Discovered during a joint research effort led by Dr. Scheinberg, his colleagues at Memorial Sloan Kettering, and Dr. Cheng Liu from Eureka Therapeutics, Inc., ESK was engineered to mimic the binding properties of a T cell receptor, a key component of the body’s immune system. T cells have a receptor system that is designed to recognize proteins inside cancer cells. As these internal proteins break down as part of the regular cellular process, receptors known as HLA molecules carry fragments of those proteins – called peptides – to the surface of the cell. When T cells recognize certain peptides as abnormal, the T cell kills the diseased cell.
Research published in March 2013 by Dr. Scheinberg’s lab, in collaboration with Eureka Therapeutics, showed that ESK antibodies were able to recognize the WT1 peptide even though the antibody itself did not enter the cells. ESK killed cancer cells in mouse models for several different types of human leukemias and cancers. At the 2013 American Society of Hematology annual meeting, the teams also reported on the development of new versions of the ESK antibody that directly activated human T cells or natural killer cells more effectively. In animal models, the ESK antibodies were more effective than several traditional tyrosine kinase inhibitors (TKI) against highly TKI-resistant leukemias.

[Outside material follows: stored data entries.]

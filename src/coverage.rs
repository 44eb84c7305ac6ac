//! Coverage probability and coverage factor.
//!
//! A [`CoverageSpec`] always holds a consistent `(coverage, k)` pair. It is
//! built from exactly one of the two values and derives the other:
//!
//! | Given | Derived |
//! |---|---|
//! | coverage `p` | `k = Φ⁻¹(p)` (one-sided standard normal quantile) |
//! | factor `k` | `p = 1 − φ(k)` (standard normal **density**) |
//!
//! The reverse mapping is not the inverse of the forward one: `Φ⁻¹(1 − φ(k))`
//! differs from `k`. Stored records and existing results depend on this
//! relation, so it is kept as is and tested as written.

use std::fmt;

use tracing::warn;

use crate::error::{Result, UncertaintyError};
use crate::special;

/// Coverage probability used when neither value is supplied.
pub const DEFAULT_COVERAGE: f64 = 0.95;

/// Agreement required between a supplied `(coverage, k)` pair and either
/// mapping before both are accepted together.
const PAIR_TOLERANCE: f64 = 1e-9;

/// Coverage probability together with its coverage factor.
///
/// # Examples
/// ```
/// use u_metrology::CoverageSpec;
/// let spec = CoverageSpec::from_coverage(0.975).unwrap();
/// assert!((spec.k() - 1.959963984540054).abs() < 1e-8);
///
/// let spec = CoverageSpec::from_factor(2.0).unwrap();
/// assert!((spec.coverage() - 0.946009033486812).abs() < 1e-12);
/// ```
#[derive(Debug, Clone, Copy, PartialEq)]
pub struct CoverageSpec {
    coverage: f64,
    k: f64,
}

impl CoverageSpec {
    /// Builds the pair from a coverage probability, `k = Φ⁻¹(p)`.
    ///
    /// # Errors
    /// `InvalidCoverage` unless `p` lies in the open interval `(0, 1)`.
    pub fn from_coverage(coverage: f64) -> Result<Self> {
        Ok(Self {
            coverage: check_probability(coverage)?,
            k: special::normal_quantile(coverage),
        })
    }

    /// Builds the pair from a coverage factor, `p = 1 − φ(k)`.
    ///
    /// # Errors
    /// `InvalidCoverage` if `k` is not finite.
    pub fn from_factor(k: f64) -> Result<Self> {
        Ok(Self {
            coverage: 1.0 - special::normal_density(check_factor(k)?),
            k,
        })
    }

    /// Resolves optional inputs the way constructors receive them.
    ///
    /// - only `coverage` → [`from_coverage`](Self::from_coverage)
    /// - only `k` → [`from_factor`](Self::from_factor)
    /// - neither → the [`DEFAULT_COVERAGE`] of 0.95
    /// - both → accepted only if they agree under one of the two mappings
    ///
    /// # Errors
    /// `InvalidCoverage` for out-of-range values or a disagreeing pair.
    pub fn resolve(coverage: Option<f64>, k: Option<f64>) -> Result<Self> {
        match (coverage, k) {
            (Some(p), None) => Self::from_coverage(p),
            (None, Some(k)) => Self::from_factor(k),
            (None, None) => Ok(Self::default()),
            (Some(p), Some(k)) => {
                let p = check_probability(p)?;
                let k = check_factor(k)?;
                let forward =
                    (special::normal_quantile(p) - k).abs() <= PAIR_TOLERANCE * k.abs().max(1.0);
                let reverse =
                    (1.0 - special::normal_density(k) - p).abs() <= PAIR_TOLERANCE;
                if forward || reverse {
                    Ok(Self { coverage: p, k })
                } else {
                    Err(UncertaintyError::InvalidCoverage(format!(
                        "coverage {p} and coverage factor {k} are inconsistent"
                    )))
                }
            }
        }
    }

    pub fn coverage(&self) -> f64 {
        self.coverage
    }

    /// Coverage factor `k`.
    pub fn k(&self) -> f64 {
        self.k
    }

    /// Replaces the coverage probability and recomputes `k`.
    pub fn set_coverage(&mut self, coverage: f64) -> Result<()> {
        *self = Self::from_coverage(coverage)?;
        Ok(())
    }

    /// Replaces the coverage factor and recomputes the coverage probability.
    pub fn set_k(&mut self, k: f64) -> Result<()> {
        *self = Self::from_factor(k)?;
        Ok(())
    }
}

/// The [`DEFAULT_COVERAGE`] pair. Every use is logged at warn level.
impl Default for CoverageSpec {
    fn default() -> Self {
        warn!(
            coverage = DEFAULT_COVERAGE,
            "no coverage or coverage factor given, using default coverage"
        );
        Self {
            coverage: DEFAULT_COVERAGE,
            k: special::normal_quantile(DEFAULT_COVERAGE),
        }
    }
}

impl fmt::Display for CoverageSpec {
    fn fmt(&self, f: &mut fmt::Formatter<'_>) -> fmt::Result {
        write!(f, "p = {:.4} (k = {:.3})", self.coverage, self.k)
    }
}

fn check_probability(p: f64) -> Result<f64> {
    if p.is_finite() && p > 0.0 && p < 1.0 {
        Ok(p)
    } else {
        Err(UncertaintyError::InvalidCoverage(format!(
            "coverage probability must lie in (0, 1), got {p}"
        )))
    }
}

fn check_factor(k: f64) -> Result<f64> {
    if k.is_finite() {
        Ok(k)
    } else {
        Err(UncertaintyError::InvalidCoverage(format!(
            "coverage factor must be finite, got {k}"
        )))
    }
}

// ============================================================================
// Tests
// ============================================================================

#[cfg(test)]
mod tests {
    use super::*;
    use crate::uncertainty::Uncertainty;
    use std::io;
    use std::sync::{Arc, Mutex};

    #[test]
    fn test_default_is_95_percent() {
        let spec = CoverageSpec::default();
        assert_eq!(spec.coverage(), 0.95);
        assert!((spec.k() - 1.6448536269514722).abs() < 1e-8);
        assert_eq!(CoverageSpec::resolve(None, None).unwrap(), spec);
    }

    #[derive(Clone, Default)]
    struct Captured(Arc<Mutex<Vec<u8>>>);

    impl io::Write for Captured {
        fn write(&mut self, buf: &[u8]) -> io::Result<usize> {
            self.0.lock().unwrap().extend_from_slice(buf);
            Ok(buf.len())
        }

        fn flush(&mut self) -> io::Result<()> {
            Ok(())
        }
    }

    fn warnings_during(f: impl FnOnce()) -> String {
        let captured = Captured::default();
        let writer = captured.clone();
        let subscriber = tracing_subscriber::fmt()
            .with_writer(move || writer.clone())
            .with_max_level(tracing::Level::WARN)
            .with_ansi(false)
            .finish();
        tracing::subscriber::with_default(subscriber, f);
        let bytes = captured.0.lock().unwrap().clone();
        String::from_utf8(bytes).unwrap()
    }

    #[test]
    fn test_default_coverage_is_logged_on_every_path() {
        let resolved = warnings_during(|| {
            CoverageSpec::resolve(None, None).unwrap();
        });
        assert!(resolved.contains("using default coverage"), "log: {resolved}");

        let typed = warnings_during(|| {
            Uncertainty::rectangular(1.0, 0.1, CoverageSpec::default()).unwrap();
        });
        assert!(typed.contains("using default coverage"), "log: {typed}");

        let explicit = warnings_during(|| {
            CoverageSpec::resolve(Some(0.9), None).unwrap();
        });
        assert!(explicit.is_empty(), "log: {explicit}");
    }

    #[test]
    fn test_from_coverage_uses_quantile() {
        let spec = CoverageSpec::from_coverage(0.99).unwrap();
        assert_eq!(spec.coverage(), 0.99);
        assert!((spec.k() - 2.3263478740408408).abs() < 1e-8);
    }

    #[test]
    fn test_from_factor_uses_density() {
        // 1 − φ(3) = 1 − 0.00443184841193801
        let spec = CoverageSpec::from_factor(3.0).unwrap();
        assert_eq!(spec.k(), 3.0);
        assert!((spec.coverage() - 0.995568151588062).abs() < 1e-14);
    }

    #[test]
    fn test_reverse_mapping_is_not_the_inverse() {
        let spec = CoverageSpec::from_factor(3.0).unwrap();
        let back = CoverageSpec::from_coverage(spec.coverage()).unwrap();
        // Φ⁻¹(0.99557) ≈ 2.617, not 3
        assert!((back.k() - 2.617).abs() < 1e-3, "k = {}", back.k());
    }

    #[test]
    fn test_invalid_probabilities() {
        for p in [0.0, 1.0, -0.5, 1.5, f64::NAN, f64::INFINITY] {
            assert!(
                matches!(
                    CoverageSpec::from_coverage(p),
                    Err(UncertaintyError::InvalidCoverage(_))
                ),
                "p = {p} accepted"
            );
        }
        assert!(CoverageSpec::from_factor(f64::NAN).is_err());
    }

    #[test]
    fn test_resolve_single_inputs() {
        assert_eq!(
            CoverageSpec::resolve(Some(0.9), None).unwrap(),
            CoverageSpec::from_coverage(0.9).unwrap()
        );
        assert_eq!(
            CoverageSpec::resolve(None, Some(2.0)).unwrap(),
            CoverageSpec::from_factor(2.0).unwrap()
        );
    }

    #[test]
    fn test_resolve_consistent_pairs() {
        let forward = CoverageSpec::from_coverage(0.95).unwrap();
        assert_eq!(
            CoverageSpec::resolve(Some(forward.coverage()), Some(forward.k())).unwrap(),
            forward
        );
        let reverse = CoverageSpec::from_factor(3.0).unwrap();
        assert_eq!(
            CoverageSpec::resolve(Some(reverse.coverage()), Some(reverse.k())).unwrap(),
            reverse
        );
    }

    #[test]
    fn test_resolve_inconsistent_pair() {
        let err = CoverageSpec::resolve(Some(0.95), Some(3.0)).unwrap_err();
        assert!(matches!(err, UncertaintyError::InvalidCoverage(_)));
    }

    #[test]
    fn test_setters_keep_pair_consistent() {
        let mut spec = CoverageSpec::default();
        spec.set_k(2.0).unwrap();
        assert_eq!(spec, CoverageSpec::from_factor(2.0).unwrap());
        spec.set_coverage(0.99).unwrap();
        assert_eq!(spec, CoverageSpec::from_coverage(0.99).unwrap());
        assert!(spec.set_coverage(1.0).is_err());
        // failed update leaves the pair untouched
        assert_eq!(spec.coverage(), 0.99);
    }

    #[test]
    fn test_display() {
        let spec = CoverageSpec::from_coverage(0.95).unwrap();
        assert_eq!(spec.to_string(), "p = 0.9500 (k = 1.645)");
    }
}
//! Burn-risk scorer
//!
//! Weights are inverted (1 = most dangerous), so a low average means a high
//! likelihood of a viral incident.

use crate::taxonomy::Taxonomy;
use crate::types::{BurnEntryType, BurnRiskDetail, BurnRiskProfile, Grade, RiskTag};
use std::collections::HashSet;
use tracing::debug;

/// Grade for an average (or single) weight
pub fn burn_grade(value: f64) -> Grade {
    if value <= 1.5 {
        Grade::E
    } else if value <= 2.5 {
        Grade::D
    } else if value <= 3.5 {
        Grade::C
    } else if value <= 4.5 {
        Grade::B
    } else {
        Grade::A
    }
}

/// Human-readable danger label for an average (or single) weight
pub fn burn_label(value: f64) -> &'static str {
    match burn_grade(value) {
        Grade::E => "extremely high",
        Grade::D => "high",
        Grade::C => "moderate",
        Grade::B => "somewhat low",
        Grade::A => "very low",
    }
}

fn clean(value: Option<&str>) -> Option<String> {
    value
        .map(str::trim)
        .filter(|v| !v.is_empty())
        .map(str::to_string)
}

#[derive(Default)]
struct Collector {
    seen: HashSet<(BurnEntryType, String)>,
    details: Vec<BurnRiskDetail>,
}

impl Collector {
    fn register(
        &mut self,
        entry_type: BurnEntryType,
        name: &str,
        risk: Option<u8>,
        detected_text: Option<String>,
        reason: Option<String>,
        parent_tag: Option<String>,
    ) {
        let Some(risk) = risk else {
            return;
        };
        let name = match name.trim() {
            "" => format!(
                "{}_{}",
                entry_type.as_str().to_ascii_uppercase(),
                self.details.len() + 1
            ),
            trimmed => trimmed.to_string(),
        };
        if !self.seen.insert((entry_type, name.clone())) {
            return;
        }
        self.details.push(BurnRiskDetail {
            name,
            risk,
            label: burn_label(f64::from(risk)).to_string(),
            entry_type,
            detected_text,
            reason,
            parent_tag,
        });
    }
}

/// Score the merged tag set
///
/// Each tag and sub-tag takes its weight from the attached `risk_level`,
/// else from the taxonomy by name; unweighted entries are dropped. Entries
/// are deduplicated by `(type, name)` and `details` sorted most dangerous
/// first.
pub fn score_burn_risk(tags: &[RiskTag], taxonomy: &Taxonomy) -> BurnRiskProfile {
    let mut collector = Collector::default();

    for tag in tags {
        let tag_name = clean(Some(&tag.name));
        let tag_text = clean(tag.detected_text.as_deref());
        let tag_reason = clean(Some(&tag.reason));

        collector.register(
            BurnEntryType::Tag,
            &tag.name,
            tag.risk_level.or_else(|| taxonomy.risk_weight(&tag.name)),
            tag_text.clone(),
            tag_reason.clone(),
            None,
        );

        for sub in &tag.related_sub_tags {
            collector.register(
                BurnEntryType::Subtag,
                &sub.name,
                sub.risk_level.or_else(|| taxonomy.risk_weight(&sub.name)),
                clean(sub.detected_text.as_deref()).or_else(|| tag_text.clone()),
                clean(Some(&sub.reason)).or_else(|| tag_reason.clone()),
                tag_name.clone(),
            );
        }
    }

    let mut details = collector.details;
    if details.is_empty() {
        return BurnRiskProfile::empty();
    }

    let count = details.len();
    let sum: u32 = details.iter().map(|d| u32::from(d.risk)).sum();
    let average = f64::from(sum) / count as f64;
    let min = details.iter().map(|d| d.risk).min();
    let max = details.iter().map(|d| d.risk).max();
    details.sort_by_key(|d| d.risk);

    debug!(count, average, "Burn risk scored");

    BurnRiskProfile {
        count,
        average: Some((average * 100.0).round() / 100.0),
        grade: Some(burn_grade(average)),
        label: Some(burn_label(average).to_string()),
        min,
        max,
        details,
    }
}

#[cfg(test)]
mod tests {
    use super::*;
    use crate::types::SubRiskTag;

    fn tag(name: &str, risk_level: Option<u8>, subs: Vec<SubRiskTag>) -> RiskTag {
        RiskTag {
            name: name.to_string(),
            grade: Grade::C,
            reason: format!("{} reason", name),
            detected_text: Some("  ".to_string()),
            detected_timecode: None,
            risk_level,
            related_sub_tags: subs,
        }
    }

    #[test]
    fn test_average_of_five_and_three() {
        let profile = score_burn_risk(
            &[tag("low", Some(5), vec![]), tag("mid", Some(3), vec![])],
            &Taxonomy::empty(),
        );
        assert_eq!(profile.count, 2);
        assert_eq!(profile.average, Some(4.0));
        assert_eq!(profile.grade, Some(Grade::B));
        assert_eq!(profile.label.as_deref(), Some("somewhat low"));
        assert_eq!((profile.min, profile.max), (Some(3), Some(5)));
        assert_eq!(profile.details[0].name, "mid");
        assert_eq!(profile.details[0].label, "moderate");
    }

    #[test]
    fn test_unweighted_entries_dropped() {
        let profile = score_burn_risk(&[tag("none", None, vec![])], &Taxonomy::empty());
        assert!(profile.is_empty());
        assert!(profile.details.is_empty());
        assert_eq!(profile.average, None);
    }

    #[test]
    fn test_sub_tags_inherit_parent_context_and_dedupe() {
        let sub = SubRiskTag {
            name: "child".to_string(),
            grade: Grade::E,
            reason: String::new(),
            detected_text: None,
            detected_timecode: None,
            risk_level: Some(1),
        };
        let mut parent = tag("parent", Some(2), vec![sub.clone(), sub]);
        parent.detected_text = Some("quoted".to_string());

        let profile = score_burn_risk(&[parent], &Taxonomy::empty());
        assert_eq!(profile.count, 2);
        let child = &profile.details[0];
        assert_eq!(child.entry_type, BurnEntryType::Subtag);
        assert_eq!(child.parent_tag.as_deref(), Some("parent"));
        assert_eq!(child.detected_text.as_deref(), Some("quoted"));
        assert_eq!(child.reason.as_deref(), Some("parent reason"));
        assert_eq!(profile.average, Some(1.5));
        assert_eq!(profile.grade, Some(Grade::E));
    }

    #[test]
    fn test_unnamed_entries_get_positional_names() {
        let profile = score_burn_risk(&[tag(" ", Some(4), vec![])], &Taxonomy::empty());
        assert_eq!(profile.details[0].name, "TAG_1");
    }

    #[test]
    fn test_average_rounded_to_two_decimals() {
        let profile = score_burn_risk(
            &[tag("a", Some(1), vec![]), tag("b", Some(1), vec![]), tag("c", Some(2), vec![])],
            &Taxonomy::empty(),
        );
        assert_eq!(profile.average, Some(1.33));
        assert_eq!(profile.grade, Some(Grade::E));
    }
}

“We are excited to enter into this licensing agreement with Novartis that will help to bring this new agent into clinical testing, and our work will continue in developing methods to optimize the use of monoclonal antibodies to treat cancer, until its full potential has been met,” said Dr. Scheinberg.
This important research was funded in part by the National Institutes of Health, the National Cancer Institute, the Leukemia and Lymphoma Society, and Memorial Sloan Kettering’s Experimental Therapeutics Center and Technology Development Fund.